A rite of passage, traditions to honor life altering events that surround someone as they transition from one realm to another, are found in many cultures around the world. From fetus to newborn. Child to adult. Student to graduate. Single to spouse. Living to deceased. These evolutions are shrouded in structured rituals, each phase helping an individual to cross an identity threshold. In Western society, the ceremony that ushers maidens into motherhood seems to have gone missing.
I expected that welcoming a new being into this world would transform me. And I thought that I could tend to this space while living out this rite of passage. But personally, I needed to take time away to really experience all that marriage, motherhood and modern home economics have stirred up in me this past year.

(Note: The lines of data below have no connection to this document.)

//! Memtrace JSON
//!
//! Converts the line-oriented traces written by the memtracker pintool
//! (allocations, implicit frees, memory accesses, function boundaries)
//! into one JSON record per line for downstream tooling.
//!
//! This crate provides the core implementation for the
//! `memtrace2json` CLI tool.
//!
//! ## Getting Started
//!
//! ```bash
//! memtrace2json convert --infile trace.out --output trace.jsonl
//! memtrace2json convert --infile trace.out --parallel --tmp-dir /scratch
//! ```

pub mod commands;
pub mod output;
pub mod parser;
pub mod pipeline;
pub mod utils;
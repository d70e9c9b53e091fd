//! Positional field extraction.
//!
//! Each record kind is described by a [`FieldLayout`]: the ordered list of
//! output keys, the token position each key is read from, and which key (if
//! any) absorbs tokens past the last position. One generic routine,
//! [`extract`], applies a layout to a line; the typed extractors below only
//! destructure its result.

use super::schema::{Access, Allocation, Field, Free, FunctionEvent};
use crate::utils::error::ParseError;

/// Where a field's value comes from
#[derive(Debug, Clone, Copy, PartialEq, Eq)]
pub enum Source {
    /// Token 0 (the line keyword) with surrounding colons trimmed
    Keyword,
    /// Token at the given position
    Token(usize),
}

/// One named slot in a layout
#[derive(Debug, Clone, Copy, PartialEq, Eq)]
pub struct FieldSpec {
    pub name: &'static str,
    pub source: Source,
}

const fn keyword(name: &'static str) -> FieldSpec {
    FieldSpec {
        name,
        source: Source::Keyword,
    }
}

const fn token(name: &'static str, position: usize) -> FieldSpec {
    FieldSpec {
        name,
        source: Source::Token(position),
    }
}

/// Declarative description of one record kind's line grammar
#[derive(Debug, Clone, Copy)]
pub struct FieldLayout<const N: usize> {
    /// Record kind, used in diagnostics
    pub kind: &'static str,

    /// Output keys in serialization order
    pub fields: [FieldSpec; N],

    /// Index into `fields` of the open-ended tail field
    pub tail: Option<usize>,

    /// Number of leading fields that must be present for the line to be accepted
    pub required: usize,
}

impl<const N: usize> FieldLayout<N> {
    /// Highest token position read by this layout
    pub fn last_position(&self) -> usize {
        self.fields
            .iter()
            .map(|spec| match spec.source {
                Source::Keyword => 0,
                Source::Token(position) => position,
            })
            .max()
            .unwrap_or(0)
    }

    /// Output keys in order
    pub fn names(&self) -> [&'static str; N] {
        self.fields.map(|spec| spec.name)
    }
}

pub const ALLOCATION_LAYOUT: FieldLayout<8> = FieldLayout {
    kind: "allocation",
    fields: [
        token("thread-id", 1),
        token("alloc-base", 2),
        token("type", 3),
        token("alloc-size", 4),
        token("num-items", 5),
        token("source-location", 6),
        token("var-name", 7),
        token("var-type", 8),
    ],
    tail: None,
    required: 0,
};

pub const FREE_LAYOUT: FieldLayout<1> = FieldLayout {
    kind: "implicit-free",
    fields: [token("base", 1)],
    tail: None,
    required: 1,
};

pub const ACCESS_LAYOUT: FieldLayout<9> = FieldLayout {
    kind: "memory-access",
    fields: [
        keyword("type"),
        token("thread-id", 1),
        token("address", 2),
        token("size", 3),
        token("function", 4),
        token("source-location", 5),
        token("alloc-location", 6),
        token("var-name", 7),
        token("var-type", 8),
    ],
    tail: Some(8),
    required: 0,
};

pub const FUNCTION_LAYOUT: FieldLayout<3> = FieldLayout {
    kind: "function",
    fields: [keyword("event"), token("thread-id", 1), token("name", 2)],
    tail: None,
    required: 0,
};

/// Apply a layout to one trace line
///
/// **Public** - the single extraction routine shared by every record kind
///
/// The line is split on single spaces, so runs of spaces produce empty
/// tokens. Positions past the end of the line leave their field missing;
/// positions past the layout's last one are dropped unless the layout has a
/// tail field, which receives them space-joined in order.
///
/// # Errors
/// * `ParseError::MissingRequiredField` - one of the layout's required fields has no token
pub fn extract<const N: usize>(
    layout: &FieldLayout<N>,
    line: &str,
) -> Result<[Field; N], ParseError> {
    let tokens: Vec<&str> = line.split(' ').collect();

    let mut fields: [Field; N] = std::array::from_fn(|_| Field::missing());
    for (field, spec) in fields.iter_mut().zip(layout.fields.iter()) {
        let value = match spec.source {
            Source::Keyword => tokens.first().map(|t| t.trim_matches(':')),
            Source::Token(position) => tokens.get(position).copied(),
        };
        if let Some(value) = value {
            *field = Field::present(value);
        }
    }

    if let Some(spec) = layout
        .fields
        .iter()
        .zip(fields.iter())
        .take(layout.required)
        .find_map(|(spec, field)| field.is_missing().then_some(spec))
    {
        return Err(ParseError::MissingRequiredField {
            kind: layout.kind,
            field: spec.name,
        });
    }

    if let Some(tail) = layout.tail {
        for overflow in tokens.iter().skip(layout.last_position() + 1) {
            fields[tail].push_tail(overflow);
        }
    }

    Ok(fields)
}

/// Extract an `alloc:` line
pub fn extract_allocation(line: &str) -> Result<Allocation, ParseError> {
    let [thread_id, base, type_name, size, num_items, source_location, var_name, var_type] =
        extract(&ALLOCATION_LAYOUT, line)?;

    Ok(Allocation {
        thread_id,
        base,
        type_name,
        size,
        num_items,
        source_location,
        var_name,
        var_type,
    })
}

/// Extract an `implicit-free` line
///
/// # Errors
/// * `ParseError::MissingRequiredField` - the line has no base address token
pub fn extract_free(line: &str) -> Result<Free, ParseError> {
    let [base] = extract(&FREE_LAYOUT, line)?;

    Ok(Free {
        base: base.render().to_string(),
    })
}

/// Extract a `read:` or `write:` line
pub fn extract_access(line: &str) -> Result<Access, ParseError> {
    let [kind, thread_id, address, size, function, source_location, alloc_location, var_name, var_type] =
        extract(&ACCESS_LAYOUT, line)?;

    Ok(Access {
        kind,
        thread_id,
        address,
        size,
        function,
        source_location,
        alloc_location,
        var_name,
        var_type,
    })
}

/// Extract a `function-begin` or `function-end` line
pub fn extract_function(line: &str) -> Result<FunctionEvent, ParseError> {
    let [event, thread_id, name] = extract(&FUNCTION_LAYOUT, line)?;

    Ok(FunctionEvent {
        event: event.render().to_string(),
        thread_id,
        name,
    })
}

#[cfg(test)]
mod tests {
    use super::*;
    use pretty_assertions::assert_eq;

    #[test]
    fn test_last_position() {
        assert_eq!(ALLOCATION_LAYOUT.last_position(), 8);
        assert_eq!(ACCESS_LAYOUT.last_position(), 8);
        assert_eq!(FUNCTION_LAYOUT.last_position(), 2);
        assert_eq!(FREE_LAYOUT.last_position(), 1);
    }

    #[test]
    fn test_extract_full_allocation() {
        let alloc = extract_allocation("alloc: 7 0x1000 malloc 64 1 file.c:10 buf char*").unwrap();
        assert_eq!(alloc.thread_id.value(), Some("7"));
        assert_eq!(alloc.base.value(), Some("0x1000"));
        assert_eq!(alloc.type_name.value(), Some("malloc"));
        assert_eq!(alloc.size.value(), Some("64"));
        assert_eq!(alloc.num_items.value(), Some("1"));
        assert_eq!(alloc.source_location.value(), Some("file.c:10"));
        assert_eq!(alloc.var_name.value(), Some("buf"));
        assert_eq!(alloc.var_type.value(), Some("char*"));
    }

    #[test]
    fn test_extract_truncated_allocation() {
        let alloc = extract_allocation("alloc: 7 0x1000").unwrap();
        assert_eq!(alloc.base.value(), Some("0x1000"));
        assert!(alloc.type_name.is_missing());
        assert!(alloc.var_type.is_missing());
    }

    #[test]
    fn test_allocation_ignores_extra_tokens() {
        let alloc = extract_allocation("alloc: 1 2 3 4 5 6 7 8 9 10").unwrap();
        assert_eq!(alloc.var_type.value(), Some("8"));
    }

    #[test]
    fn test_access_tail_absorbs_overflow() {
        let access =
            extract_access("read: 1 0x20 8 main a.c:5 a.c:2 m std::map<int, std::string>").unwrap();
        assert_eq!(access.kind.value(), Some("read"));
        assert_eq!(access.alloc_location.value(), Some("a.c:2"));
        assert_eq!(access.var_name.value(), Some("m"));
        assert_eq!(access.var_type.value(), Some("std::map<int, std::string>"));
    }

    #[test]
    fn test_access_short_line() {
        let access = extract_access("write: 2 0x30 4 foo bar.c:1").unwrap();
        assert_eq!(access.kind.value(), Some("write"));
        assert_eq!(access.source_location.value(), Some("bar.c:1"));
        assert!(access.alloc_location.is_missing());
        assert!(access.var_name.is_missing());
        assert!(access.var_type.is_missing());
    }

    #[test]
    fn test_consecutive_spaces_yield_empty_tokens() {
        let access = extract_access("read:  0x20").unwrap();
        assert_eq!(access.thread_id.value(), Some(""));
        assert_eq!(access.address.value(), Some("0x20"));
    }

    #[test]
    fn test_function_keyword_colon_trimmed() {
        let event = extract_function("function-begin: 3 compute").unwrap();
        assert_eq!(event.event, "function-begin");
        assert_eq!(event.thread_id.value(), Some("3"));
        assert_eq!(event.name.value(), Some("compute"));

        let bare = extract_function("function-end").unwrap();
        assert_eq!(bare.event, "function-end");
        assert!(bare.thread_id.is_missing());
    }

    #[test]
    fn test_free_requires_base() {
        assert_eq!(extract_free("implicit-free: 0xbeef").unwrap().base, "0xbeef");
        assert_eq!(
            extract_free("implicit-free:"),
            Err(ParseError::MissingRequiredField {
                kind: "implicit-free",
                field: "base",
            })
        );
    }

    #[test]
    fn test_layout_names_match_serialized_keys() {
        use crate::parser::schema::Record;

        let record = Record::Allocation(extract_allocation("alloc:").unwrap());
        let value = serde_json::to_value(&record).unwrap();
        let keys: Vec<&str> = value.as_object().unwrap().keys().map(String::as_str).collect();
        let mut expected: Vec<&str> = ALLOCATION_LAYOUT.names().to_vec();
        expected.push("event");
        expected.sort_unstable();
        assert_eq!(keys, expected);

        let record = Record::Access(extract_access("read:").unwrap());
        let json = serde_json::to_string(&record).unwrap();
        let mut cursor = 0;
        for name in ACCESS_LAYOUT.names() {
            let key = format!("\"{}\":", name);
            let found = json[cursor..].find(&key).expect("key present in order");
            cursor += found + key.len();
        }
    }
}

Let’s take a walk through how each phase of this rite of passage has unfolded for me.
Phase 1: Separation
As my pregnant belly swelled with life, I grew distant from all that I had ever known. During this phase of the rite of passage, the space between me and the community I had fit into began to widen, and I could no longer find my place along the path I had been walking. My womb has been occupied, and it will never be forgotten. I was marked for a journey I had very little preparation for, and I held space beyond my maiden form while still waiting to take root in the body of a mother.
For thirty nine weeks my womb cradled my child, and I crept away from all I have ever known. Until suddenly, I found myself at the edge of a river. It had always been gurgling in the background, but it wasn’t until much later that I recognized it was there to carry me towards the new self I was meant to become. I began to pace, my fullness hard to ignore. It was not time to slip away. Not yet. First, a sacrifice had to be performed.
Phase 2: Transition
Deep, earthy moans escaped my throat as the phase of the rite of passage commenced. My body began to undulate in sync with the river waves, and I rumbled with a fierceness I didn’t know I had. Other women had gone before me, and others will follow. It is a refrain that comforted me as I continued to ripen. And then, I surrendered. Before long, my son bursts into the world, and in a heartbeat, everything went black, and I returned a mother. I spent the next twelve months whisked away in a haze of little sleep, and beginning to learn my son and I fit together.
And then, the stripping began. None of the adornments from my old existence would be allowed to accompany me to the other side. My feet, barely hanging onto the sandy riverbanks, finally gave way to the turbulent waters below. The riverbed began to slope downwards at a rapid rate, and I was not told where or when I would find the other shore. Above me, my arms were outstretched and my fingers clutched into the flesh of my firstborn. He transforms from baby to toddler before my weary eyes, and it is my job to keep us both afloat as the currents threaten to pull me under water. I do not know how to swim. So, I hold my breath as the tides roll in and hope to God that I resurface. Somehow, a year passes me by.
Phase 3: Integration
But land, ho! I can see the shore. Deep down, I wasn’t sure if I would really make it. But I can see the shoreline of the riverbanks on the horizon now. For the first time, I realize that while I have had to endure this rite of passage on my own, I was never alone. My community stands ready to embrace me and hear my stories of trials and tribulations at the end of this rite of passage. Some are even swimming out to me, guiding me to this foreign land which will become my home until it is time to be uprooted again.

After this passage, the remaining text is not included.